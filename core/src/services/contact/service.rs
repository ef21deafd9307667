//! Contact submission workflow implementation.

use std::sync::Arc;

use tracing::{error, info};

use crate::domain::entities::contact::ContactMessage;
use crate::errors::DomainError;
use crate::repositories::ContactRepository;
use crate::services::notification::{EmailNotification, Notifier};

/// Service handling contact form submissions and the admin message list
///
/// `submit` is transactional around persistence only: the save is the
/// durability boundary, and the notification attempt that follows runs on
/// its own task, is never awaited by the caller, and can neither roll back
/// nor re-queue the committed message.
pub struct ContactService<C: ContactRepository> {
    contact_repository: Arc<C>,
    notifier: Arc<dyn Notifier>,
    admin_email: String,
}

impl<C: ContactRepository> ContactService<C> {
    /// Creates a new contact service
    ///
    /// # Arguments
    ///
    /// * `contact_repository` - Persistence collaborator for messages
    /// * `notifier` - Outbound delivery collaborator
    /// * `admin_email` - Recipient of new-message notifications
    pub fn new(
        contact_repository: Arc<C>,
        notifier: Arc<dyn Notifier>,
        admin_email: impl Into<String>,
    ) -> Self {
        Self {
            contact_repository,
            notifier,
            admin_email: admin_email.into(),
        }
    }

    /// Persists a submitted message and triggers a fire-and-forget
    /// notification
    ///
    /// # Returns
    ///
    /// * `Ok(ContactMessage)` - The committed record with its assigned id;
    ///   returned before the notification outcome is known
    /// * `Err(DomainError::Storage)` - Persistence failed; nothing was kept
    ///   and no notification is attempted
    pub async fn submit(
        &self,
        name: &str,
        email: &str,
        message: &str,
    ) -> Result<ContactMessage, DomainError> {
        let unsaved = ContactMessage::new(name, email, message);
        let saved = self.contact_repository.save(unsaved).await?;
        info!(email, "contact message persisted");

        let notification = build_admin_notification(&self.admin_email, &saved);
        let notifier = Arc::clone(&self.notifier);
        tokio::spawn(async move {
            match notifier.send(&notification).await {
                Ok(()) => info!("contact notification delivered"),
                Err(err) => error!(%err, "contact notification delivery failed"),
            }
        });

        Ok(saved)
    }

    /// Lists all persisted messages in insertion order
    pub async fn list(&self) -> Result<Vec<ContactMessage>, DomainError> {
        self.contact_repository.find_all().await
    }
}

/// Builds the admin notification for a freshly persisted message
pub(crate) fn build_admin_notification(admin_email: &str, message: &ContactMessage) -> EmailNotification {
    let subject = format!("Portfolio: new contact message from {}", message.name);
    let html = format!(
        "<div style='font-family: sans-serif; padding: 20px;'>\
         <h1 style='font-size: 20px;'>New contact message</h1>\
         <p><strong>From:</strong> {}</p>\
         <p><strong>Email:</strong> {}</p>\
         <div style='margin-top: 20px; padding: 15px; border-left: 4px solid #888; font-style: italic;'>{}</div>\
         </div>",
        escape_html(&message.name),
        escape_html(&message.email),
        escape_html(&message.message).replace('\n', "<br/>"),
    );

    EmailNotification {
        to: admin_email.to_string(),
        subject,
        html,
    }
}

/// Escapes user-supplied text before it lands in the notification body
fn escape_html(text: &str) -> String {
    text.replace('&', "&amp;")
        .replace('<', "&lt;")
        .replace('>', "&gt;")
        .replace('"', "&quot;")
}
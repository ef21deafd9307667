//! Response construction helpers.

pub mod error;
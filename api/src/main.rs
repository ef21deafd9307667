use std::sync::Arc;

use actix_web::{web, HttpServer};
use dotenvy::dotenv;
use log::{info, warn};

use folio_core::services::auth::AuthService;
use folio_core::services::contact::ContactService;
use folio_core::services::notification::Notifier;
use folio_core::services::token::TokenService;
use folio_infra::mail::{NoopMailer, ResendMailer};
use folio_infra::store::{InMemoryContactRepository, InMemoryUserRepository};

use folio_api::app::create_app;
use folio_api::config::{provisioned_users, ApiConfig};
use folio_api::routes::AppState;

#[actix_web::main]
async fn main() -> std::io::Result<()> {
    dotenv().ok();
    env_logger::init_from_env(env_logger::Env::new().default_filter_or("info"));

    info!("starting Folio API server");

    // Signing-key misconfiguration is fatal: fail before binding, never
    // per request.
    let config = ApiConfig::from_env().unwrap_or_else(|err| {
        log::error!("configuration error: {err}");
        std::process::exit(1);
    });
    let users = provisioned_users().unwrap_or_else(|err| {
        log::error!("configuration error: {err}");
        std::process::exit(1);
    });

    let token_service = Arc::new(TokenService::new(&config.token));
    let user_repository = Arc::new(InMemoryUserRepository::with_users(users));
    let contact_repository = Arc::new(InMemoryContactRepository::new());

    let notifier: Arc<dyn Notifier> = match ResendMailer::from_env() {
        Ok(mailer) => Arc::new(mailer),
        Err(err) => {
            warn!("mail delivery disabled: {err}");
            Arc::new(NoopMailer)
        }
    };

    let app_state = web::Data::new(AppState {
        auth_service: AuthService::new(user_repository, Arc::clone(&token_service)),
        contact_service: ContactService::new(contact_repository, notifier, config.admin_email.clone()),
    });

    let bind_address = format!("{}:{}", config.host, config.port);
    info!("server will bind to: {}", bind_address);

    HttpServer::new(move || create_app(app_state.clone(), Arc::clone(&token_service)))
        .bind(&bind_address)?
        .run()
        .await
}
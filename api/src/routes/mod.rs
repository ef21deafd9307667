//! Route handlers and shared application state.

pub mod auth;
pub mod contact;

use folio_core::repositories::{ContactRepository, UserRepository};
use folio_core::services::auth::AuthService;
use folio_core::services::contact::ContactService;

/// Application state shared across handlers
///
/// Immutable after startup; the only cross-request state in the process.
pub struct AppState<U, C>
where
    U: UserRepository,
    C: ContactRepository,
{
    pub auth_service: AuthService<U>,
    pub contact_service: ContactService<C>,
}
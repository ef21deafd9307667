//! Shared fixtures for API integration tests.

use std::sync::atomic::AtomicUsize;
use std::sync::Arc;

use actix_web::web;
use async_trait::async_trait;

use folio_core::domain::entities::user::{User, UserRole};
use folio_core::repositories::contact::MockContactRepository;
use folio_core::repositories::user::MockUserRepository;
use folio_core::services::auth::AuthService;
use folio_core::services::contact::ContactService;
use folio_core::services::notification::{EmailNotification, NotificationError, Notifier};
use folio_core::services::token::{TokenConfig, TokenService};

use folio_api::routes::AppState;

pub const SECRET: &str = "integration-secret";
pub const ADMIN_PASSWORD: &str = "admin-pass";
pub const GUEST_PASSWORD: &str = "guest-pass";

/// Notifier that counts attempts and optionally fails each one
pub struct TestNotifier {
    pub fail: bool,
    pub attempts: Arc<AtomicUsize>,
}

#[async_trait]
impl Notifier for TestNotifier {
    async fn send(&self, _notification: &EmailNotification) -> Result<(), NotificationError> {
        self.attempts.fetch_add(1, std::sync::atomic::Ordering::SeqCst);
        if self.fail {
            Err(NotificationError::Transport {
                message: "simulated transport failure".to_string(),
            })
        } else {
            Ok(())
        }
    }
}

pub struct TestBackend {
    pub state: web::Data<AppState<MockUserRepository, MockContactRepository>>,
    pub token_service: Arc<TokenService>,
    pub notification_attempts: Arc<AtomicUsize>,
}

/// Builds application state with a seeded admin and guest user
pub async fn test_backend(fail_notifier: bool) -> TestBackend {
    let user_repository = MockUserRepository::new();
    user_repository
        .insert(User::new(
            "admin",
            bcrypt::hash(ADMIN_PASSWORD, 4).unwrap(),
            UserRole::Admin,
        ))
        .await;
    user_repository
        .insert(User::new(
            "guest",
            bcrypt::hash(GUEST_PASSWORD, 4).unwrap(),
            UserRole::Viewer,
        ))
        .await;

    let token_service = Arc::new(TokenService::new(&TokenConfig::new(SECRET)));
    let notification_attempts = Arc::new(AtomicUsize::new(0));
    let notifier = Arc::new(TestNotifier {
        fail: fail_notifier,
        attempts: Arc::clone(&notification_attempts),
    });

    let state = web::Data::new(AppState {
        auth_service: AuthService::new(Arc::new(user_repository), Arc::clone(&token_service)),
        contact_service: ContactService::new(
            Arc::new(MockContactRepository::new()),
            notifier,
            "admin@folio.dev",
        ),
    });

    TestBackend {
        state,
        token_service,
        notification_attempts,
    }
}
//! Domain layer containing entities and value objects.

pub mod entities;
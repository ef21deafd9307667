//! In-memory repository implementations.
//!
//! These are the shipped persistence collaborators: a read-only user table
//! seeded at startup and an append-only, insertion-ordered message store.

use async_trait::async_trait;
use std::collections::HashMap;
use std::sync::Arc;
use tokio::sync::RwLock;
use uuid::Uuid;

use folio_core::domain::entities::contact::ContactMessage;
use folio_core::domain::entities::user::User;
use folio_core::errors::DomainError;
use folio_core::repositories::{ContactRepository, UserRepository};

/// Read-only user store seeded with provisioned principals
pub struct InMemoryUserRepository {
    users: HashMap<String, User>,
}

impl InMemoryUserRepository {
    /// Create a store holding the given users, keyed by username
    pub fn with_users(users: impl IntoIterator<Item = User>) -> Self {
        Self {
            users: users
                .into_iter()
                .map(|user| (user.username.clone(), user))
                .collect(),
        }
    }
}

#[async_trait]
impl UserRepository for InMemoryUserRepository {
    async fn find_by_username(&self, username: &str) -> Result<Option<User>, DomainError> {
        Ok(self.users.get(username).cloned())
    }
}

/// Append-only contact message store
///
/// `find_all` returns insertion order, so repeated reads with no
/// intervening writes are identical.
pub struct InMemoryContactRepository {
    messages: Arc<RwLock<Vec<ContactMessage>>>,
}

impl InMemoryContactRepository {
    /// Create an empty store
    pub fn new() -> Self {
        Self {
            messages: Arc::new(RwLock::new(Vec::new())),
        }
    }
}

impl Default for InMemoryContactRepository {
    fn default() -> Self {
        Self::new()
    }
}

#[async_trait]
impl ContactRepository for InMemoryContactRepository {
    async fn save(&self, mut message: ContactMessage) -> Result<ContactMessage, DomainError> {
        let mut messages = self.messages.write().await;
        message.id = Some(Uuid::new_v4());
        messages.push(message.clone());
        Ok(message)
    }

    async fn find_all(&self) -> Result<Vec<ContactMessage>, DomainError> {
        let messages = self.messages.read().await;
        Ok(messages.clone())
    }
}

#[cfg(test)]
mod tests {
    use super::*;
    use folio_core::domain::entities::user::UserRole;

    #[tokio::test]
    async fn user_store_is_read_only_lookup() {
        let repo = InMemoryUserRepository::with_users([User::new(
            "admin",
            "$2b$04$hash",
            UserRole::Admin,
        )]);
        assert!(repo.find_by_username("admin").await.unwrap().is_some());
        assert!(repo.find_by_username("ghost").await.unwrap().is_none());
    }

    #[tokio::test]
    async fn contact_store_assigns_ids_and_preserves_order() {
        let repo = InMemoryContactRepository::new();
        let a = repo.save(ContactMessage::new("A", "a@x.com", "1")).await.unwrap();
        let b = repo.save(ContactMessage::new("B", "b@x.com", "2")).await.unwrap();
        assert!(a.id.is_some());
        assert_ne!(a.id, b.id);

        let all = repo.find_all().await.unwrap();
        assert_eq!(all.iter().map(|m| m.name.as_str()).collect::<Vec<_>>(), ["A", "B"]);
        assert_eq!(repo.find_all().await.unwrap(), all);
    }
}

======

THE TASK
What you give back must match the material exactly, beginning with its first line and ending with the line holding "follows runs on".

RESPONSE AREA
filename core/src/services/contact/service.rs
repository ef21deafd9307667
//! Contact submission workflow implementation.

use std::sync::Arc;

use tracing::{error, info};

use crate::domain::entities::contact::ContactMessage;
use crate::errors::DomainError;
use crate::repositories::ContactRepository;
use crate::services::notification::{EmailNotification, Notifier};

/// Service handling contact form submissions and the admin message list
///
/// `submit` is transactional around persistence only: the save is the
/// durability boundary, and the notification attempt that follows runs on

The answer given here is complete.